What are targeted firmware attacks?
These attacks are, by Microsoft’s own admission, far from the norm. However, “in the last three years alone,” David Weston, director of OS security at Microsoft, said, “NIST’s National Vulnerability Database has shown nearly a five-fold increase in the number of firmware vulnerabilities discovered.”
Indeed, for anyone who is on the sharp end of this particular risk-stick, the results can be catastrophic, especially if the victim device is within a financial services, government or financial services environment. An advanced persistent threat (ATP) attacker, often associated with nation-state groups or well-resourced criminal organizations, that successfully compromises PC firmware gets a truly persistent and stealthy foothold on that machine. A malicious hold that can survive not only reboots but the re-installation of the operating system or a replacement of the hard drive itself.
Detecting such compromises is as tricky as you might imagine; Microsoft’s own, highly regarded, Windows Defender antivirus protection, like other such applications, runs at the operating system level.

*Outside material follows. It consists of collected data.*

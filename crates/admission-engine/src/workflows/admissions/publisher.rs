use std::sync::Arc;

use super::domain::{ApplicationId, CourseId, InstitutionId};
use super::repository::{AdmissionDirectory, ApplicationStore, Transaction};
use super::service::{AdmissionError, Missing};

/// What a publish call changed.
#[derive(Debug, Clone, PartialEq, Eq)]
pub struct PublicationSummary {
    pub course: CourseId,
    pub newly_published: Vec<ApplicationId>,
    /// The course had been published before this call.
    pub previously_published: bool,
}

impl PublicationSummary {
    pub fn is_noop(&self) -> bool {
        self.previously_published && self.newly_published.is_empty()
    }
}

/// Makes a course's decided applications visible to students. One-way.
pub struct AdmissionPublisher<S, D> {
    store: Arc<S>,
    directory: Arc<D>,
}

impl<S, D> AdmissionPublisher<S, D>
where
    S: ApplicationStore,
    D: AdmissionDirectory,
{
    pub fn new(store: Arc<S>, directory: Arc<D>) -> Self {
        Self { store, directory }
    }

    /// Publish every admitted, rejected, or waitlisted application on the course and mark the
    /// course itself as published. Pending applications are left alone; repeating the call is
    /// harmless.
    pub fn publish(
        &self,
        institution: &InstitutionId,
        course_id: &CourseId,
    ) -> Result<PublicationSummary, AdmissionError> {
        let course = self
            .directory
            .course(course_id)?
            .ok_or_else(|| AdmissionError::NotFound(Missing::Course(course_id.clone())))?;
        if &course.institution != institution {
            return Err(AdmissionError::NotOwner("course"));
        }

        let view = self.store.course_view(course_id)?;
        let mut transaction = Transaction::new().guard_course(&view);
        if !view.published {
            transaction = transaction.publish_course(course_id.clone());
        }

        let mut newly_published = Vec::new();
        for application in &view.applications {
            let mut application = application.clone();
            if application.mark_published() {
                newly_published.push(application.id);
                transaction = transaction.update(application);
            }
        }

        let summary = PublicationSummary {
            course: course_id.clone(),
            newly_published,
            previously_published: view.published,
        };
        if transaction.is_empty() {
            return Ok(summary);
        }

        self.store.commit(transaction)?;
        Ok(summary)
    }
}
use std::sync::Mutex;

use chrono::{DateTime, Duration, Utc};

/// Source of server-assigned timestamps.
pub trait Clock: Send + Sync {
    fn now(&self) -> DateTime<Utc>;
}

#[derive(Debug, Clone, Copy, Default)]
pub struct SystemClock;

impl Clock for SystemClock {
    fn now(&self) -> DateTime<Utc> {
        Utc::now()
    }
}

/// Clock that only moves when told to, for demos and tests.
#[derive(Debug)]
pub struct ManualClock {
    current: Mutex<DateTime<Utc>>,
}

impl ManualClock {
    pub fn starting_at(start: DateTime<Utc>) -> Self {
        Self {
            current: Mutex::new(start),
        }
    }

    pub fn set(&self, at: DateTime<Utc>) {
        *self.current.lock().expect("clock mutex poisoned") = at;
    }

    pub fn advance(&self, by: Duration) {
        let mut guard = self.current.lock().expect("clock mutex poisoned");
        *guard += by;
    }
}

impl Clock for ManualClock {
    fn now(&self) -> DateTime<Utc> {
        *self.current.lock().expect("clock mutex poisoned")
    }
}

Does this sound familiar, Windows users?
Sure, the idea of limiting how an operating system launches is nothing new. Microsoft introduced this, courtesy of Secure Boot, way back in Windows 8. To mitigate the risk of rootkits that run before the operating system itself launches, Secure Boot relied upon Unified Extensible Firmware Interface (UEFI) firmware so that only “properly signed” bootloaders such as the Windows boot manager itself could execute.
Have you spotted the problem with this yet? Yep, that’s right: what if the already trusted firmware itself was compromised? Threats that can exploit vulnerabilities in that trusted firmware are not mitigated by Secure Boot alone. Enter Microsoft and System Guard Secure Launch to protect the boot process from these firmware attacks.